CSE: Describe a recent standby, emergency, or backup power system you designed and its challenges and solutions.

Slagel: We are currently working with a regional health care client who is focusing on significant campus emergency power upgrades. Through load-capacity studies completed over the past several years, we helped the client identify that their current emergency power systems are nearing capacity and would not be able to support future campus growth. Additionally, the existing generation system is fragmented and does not provide any level of redundancy for the critical campus power systems. After investigating options to upgrade/expand the campus’ emergency power generation capacity, the owner elected to take the solution one step further and provide backup power for the entire health care campus. The solution will entail a generator "farm" in which all of the generators are designated for level 1 service as defined by NFPA 110: Standard for Emergency and Standby Power Systems. The integrated, generator-control system brings an initial stage of generators on within the required 10-second duration to support the essential power system loads. For an extended power outage, the generator controls (with input from the facility team) can bring on additional generators to backfeed the normal power service of the entire campus. Under these conditions, the hospital campus will have a full complement of power to maintain normal operations. The generator farm also includes aboveground fuel storage to provide a minimum of 96 hours of run time at full load to comply with the most current emergency-preparedness requirements.

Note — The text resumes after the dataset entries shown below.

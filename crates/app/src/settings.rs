//! Application settings, read from `settings.toml` in the working directory.

use config::{Config, ConfigError, File};
use serde::Deserialize;

#[derive(Debug, Deserialize)]
pub struct App {
    /// Log level applied to every crate of the workspace.
    pub level: String,
}

/// Database backing the ledger. `memory` is for trying things out; data is
/// gone when the process exits.
#[derive(Debug, Deserialize)]
#[serde(rename_all = "lowercase")]
pub enum Database {
    Memory,
    Sqlite(String),
}

impl Database {
    /// Connection URL for sea-orm; `mode=rwc` creates a missing file.
    pub fn url(&self) -> String {
        match self {
            Self::Memory => String::from("sqlite::memory:"),
            Self::Sqlite(path) => format!("sqlite:{path}?mode=rwc"),
        }
    }
}

#[derive(Debug, Deserialize)]
pub struct Server {
    pub bind: Option<String>,
    pub port: u16,
    pub database: Database,
    /// Upper bound in milliseconds a transfer waits for its pair guard.
    pub lock_wait_ms: Option<u64>,
}

#[derive(Debug, Deserialize)]
pub struct Settings {
    pub app: App,
    pub server: Option<Server>,
}

impl Settings {
    pub fn new() -> Result<Self, ConfigError> {
        let settings = Config::builder()
            .add_source(File::with_name("settings"))
            .build()?;

        settings.try_deserialize()
    }
}
use std::time::Duration;

use migration::{Migrator, MigratorTrait};

mod settings;

#[tokio::main]
async fn main() -> Result<(), Box<dyn std::error::Error + Send + Sync>> {
    let settings = settings::Settings::new()?;

    tracing_subscriber::fmt()
        .with_env_filter(format!(
            "monedero={level},server={level},engine={level}",
            level = settings.app.level
        ))
        .init();

    let mut tasks = tokio::task::JoinSet::new();
    if let Some(config) = settings.server {
        tasks.spawn(async move {
            if let Err(err) = serve(config).await {
                tracing::error!("server task failed: {err}");
            }
        });
    }

    while tasks.join_next().await.is_some() {
        tasks.shutdown().await;
    }

    Ok(())
}

/// Connects the database, applies pending migrations and serves the ledger
/// API until the listener dies.
async fn serve(config: settings::Server) -> Result<(), Box<dyn std::error::Error + Send + Sync>> {
    let db = sea_orm::Database::connect(config.database.url()).await?;
    Migrator::up(&db, None).await?;

    let mut builder = engine::Engine::builder().database(db.clone());
    if let Some(wait_ms) = config.lock_wait_ms {
        builder = builder.lock_wait(Duration::from_millis(wait_ms));
    }
    let engine = builder.build().await?;

    let addr = format!(
        "{}:{}",
        config.bind.as_deref().unwrap_or("127.0.0.1"),
        config.port
    );
    let listener = tokio::net::TcpListener::bind(&addr).await?;
    server::run_with_listener(engine, db, listener).await?;

    Ok(())
}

CSE: Are hospital and medical campus clients requesting addressable lighting systems? If so, describe the project.

Slagel: We have seen an increasing demand and use of addressable lighting systems within the health care arena. Addressable lighting systems provide many benefits to the clinical team as well as the hospital facility group. One of the greatest benefits is the level of control flexibility these systems can provide. The low-voltage switches can be programmed and reprogrammed to perform different lighting functions or lighting levels as the needs of the space change and adapt over time. An example of this could be lighting in a medical-surgical or intensive care nursing unit, where the staff wants the ability to incorporate a lower level of lighting in common areas during evening hours to minimize disruption to the sleep cycle of their patients. Standard lighting control design would set up two levels of lighting based on theoretical calculations, which may be close but not fully representative of the final space use. With an addressable system that incorporates dimmable LED fixtures, the facility team has the ability to adjust the nighttime light levels in the corridors to suit the specific needs of the nursing staff and make adjustments to those light-level settings over time. Addressable lighting systems also provide great flexibility as spaces are renovated over time, as low-voltage lighting controls can easily be relocated to accommodate new room configurations or different lighting-scheme requirements.

CSE: Technology is having a huge impact on facility design. Describe a project in which technology played a large role, such as receptacles, circuit length, wireless Internet in patient rooms, etc.

Anderson: Parkland Memorial Hospital’s technological approach is designed around the idea that technology can improve the quality of health care. Every high-tech, high-touch, Voice over Internet Protocol (VoIP) telephone has a camera and a screen. When a nurse answers a patient’s call, the two can see and hear each other. A digital, energy-efficient, Power over Ethernet sign outside of each inpatient room identifies the patient, doctor, and nurse, along with individual care guides. Inpatient rooms feature monitors that display customized meal plans and health information and serve as the video and audio hub of the room. In ICUs, smart beds monitor 18 data points and notify caregivers when something is wrong. In Parkland Memorial Hospital’s new operating suites, advanced video capability helps surgeons during operations and can be used as an educational tool with the patient’s consent.